RECORD SET START

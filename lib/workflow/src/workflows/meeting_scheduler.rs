//! Books a meeting in the earliest window two users share.

use super::{document_key, notify, put_document, unexpected_step};
use crate::definition::{WorkflowDefinition, decode_input};
use crate::kind::WorkflowKind;
use crate::step::{Step, StepHistory};
use chrono::{DateTime, Duration, Utc};
use serde::{Deserialize, Serialize};
use serde_json::{Value as JsonValue, json};

/// Collection holding booked meetings, keyed `<user>:<meeting>`.
pub const SCHEDULES_COLLECTION: &str = "schedules";

/// A span of time, start inclusive, end exclusive.
#[derive(Debug, Clone, Copy, PartialEq, Eq, Serialize, Deserialize)]
pub struct TimeWindow {
    pub start_time: DateTime<Utc>,
    pub end_time: DateTime<Utc>,
}

impl TimeWindow {
    /// Overlap of two windows, if they share any time.
    #[must_use]
    pub fn overlap(&self, other: &Self) -> Option<Self> {
        let start = self.start_time.max(other.start_time);
        let end = self.end_time.min(other.end_time);
        (start < end).then_some(Self {
            start_time: start,
            end_time: end,
        })
    }

    #[must_use]
    pub fn duration(&self) -> Duration {
        self.end_time - self.start_time
    }
}

/// Input of a meeting scheduling run.
#[derive(Debug, Clone, PartialEq, Eq, Serialize, Deserialize)]
pub struct MeetingSchedulerInput {
    pub meeting_id: String,
    pub user1_id: String,
    pub user2_id: String,
    pub user1_time_windows: Vec<TimeWindow>,
    pub user2_time_windows: Vec<TimeWindow>,
    pub meeting_duration_minutes: u32,
    pub meeting_title: String,
    #[serde(default)]
    pub meeting_description: Option<String>,
}

/// A booked meeting.
#[derive(Debug, Clone, PartialEq, Eq, Serialize, Deserialize)]
pub struct ScheduledMeeting {
    pub meeting_id: String,
    pub scheduled_time: TimeWindow,
    pub user1_id: String,
    pub user2_id: String,
    pub title: String,
    pub description: Option<String>,
}

/// Finds the earliest slot of `duration` both users can make.
///
/// Every pair of windows is intersected; overlaps shorter than `duration`
/// are dropped. The winner has the earliest start, then the earliest end,
/// then the lowest input positions. The slot starts with the overlap and
/// lasts exactly `duration`.
#[must_use]
pub fn find_slot(first: &[TimeWindow], second: &[TimeWindow], duration: Duration) -> Option<TimeWindow> {
    let mut best: Option<(DateTime<Utc>, DateTime<Utc>, usize, usize)> = None;
    for (i, a) in first.iter().enumerate() {
        for (j, b) in second.iter().enumerate() {
            let Some(overlap) = a.overlap(b) else {
                continue;
            };
            if overlap.duration() < duration {
                continue;
            }
            let candidate = (overlap.start_time, overlap.end_time, i, j);
            if best.is_none_or(|current| candidate < current) {
                best = Some(candidate);
            }
        }
    }

    let (start, _, _, _) = best?;
    Some(TimeWindow {
        start_time: start,
        end_time: start + duration,
    })
}

/// Meeting scheduler workflow.
#[derive(Debug, Clone, Copy, Default)]
pub struct MeetingScheduler;

impl WorkflowDefinition for MeetingScheduler {
    fn kind(&self) -> &str {
        WorkflowKind::MeetingScheduler.as_str()
    }

    fn next_step(&self, input: &JsonValue, history: &StepHistory) -> Step {
        let input: MeetingSchedulerInput = match decode_input(input) {
            Ok(input) => input,
            Err(step) => return step,
        };
        if input.meeting_duration_minutes == 0 {
            return Step::fail("meeting duration must be positive");
        }

        let duration = Duration::minutes(i64::from(input.meeting_duration_minutes));
        let Some(slot) = find_slot(&input.user1_time_windows, &input.user2_time_windows, duration)
        else {
            return Step::complete(&json!({
                "success": false,
                "scheduled_meeting": null,
                "notified_user1": false,
                "notified_user2": false,
                "message": "No available time slots found for both users",
            }));
        };

        let meeting = ScheduledMeeting {
            meeting_id: input.meeting_id.clone(),
            scheduled_time: slot,
            user1_id: input.user1_id.clone(),
            user2_id: input.user2_id.clone(),
            title: input.meeting_title.clone(),
            description: input.meeting_description.clone(),
        };
        let when = slot.start_time.format("%Y-%m-%d %H:%M UTC").to_string();
        let schedule_entry = |user_id: &str| {
            put_document(
                SCHEDULES_COLLECTION,
                document_key(user_id, &meeting.meeting_id),
                json!({
                    "type": "meeting",
                    "user_id": user_id,
                    "meeting": meeting,
                }),
            )
        };
        let schedule_failure = |step: usize| {
            history
                .failure(step)
                .map(|failure| Step::fail(format!("updating schedules failed: {failure}")))
        };

        match history.len() {
            0 => schedule_entry(&input.user1_id),
            1 => schedule_failure(0).unwrap_or_else(|| schedule_entry(&input.user2_id)),
            2 => schedule_failure(1).unwrap_or_else(|| {
                notify(
                    &input.user1_id,
                    format!("Meeting '{}' booked for {when}", meeting.title),
                )
            }),
            3 => notify(
                &input.user2_id,
                format!("Meeting '{}' booked for {when}", meeting.title),
            ),
            4 => Step::complete(&json!({
                "success": true,
                "scheduled_meeting": meeting,
                "notified_user1": history.succeeded(2),
                "notified_user2": history.succeeded(3),
                "message": format!("Meeting '{}' scheduled successfully for {when}", meeting.title),
            })),
            n => unexpected_step(self.kind(), n),
        }
    }
}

RECORD SET END

Each line above that contains "Deserialize" must be copied out.

TASK RESULT:
use serde::{Deserialize, Serialize};
#[derive(Debug, Clone, Copy, PartialEq, Eq, Serialize, Deserialize)]
#[derive(Debug, Clone, PartialEq, Eq, Serialize, Deserialize)]
#[derive(Debug, Clone, PartialEq, Eq, Serialize, Deserialize)]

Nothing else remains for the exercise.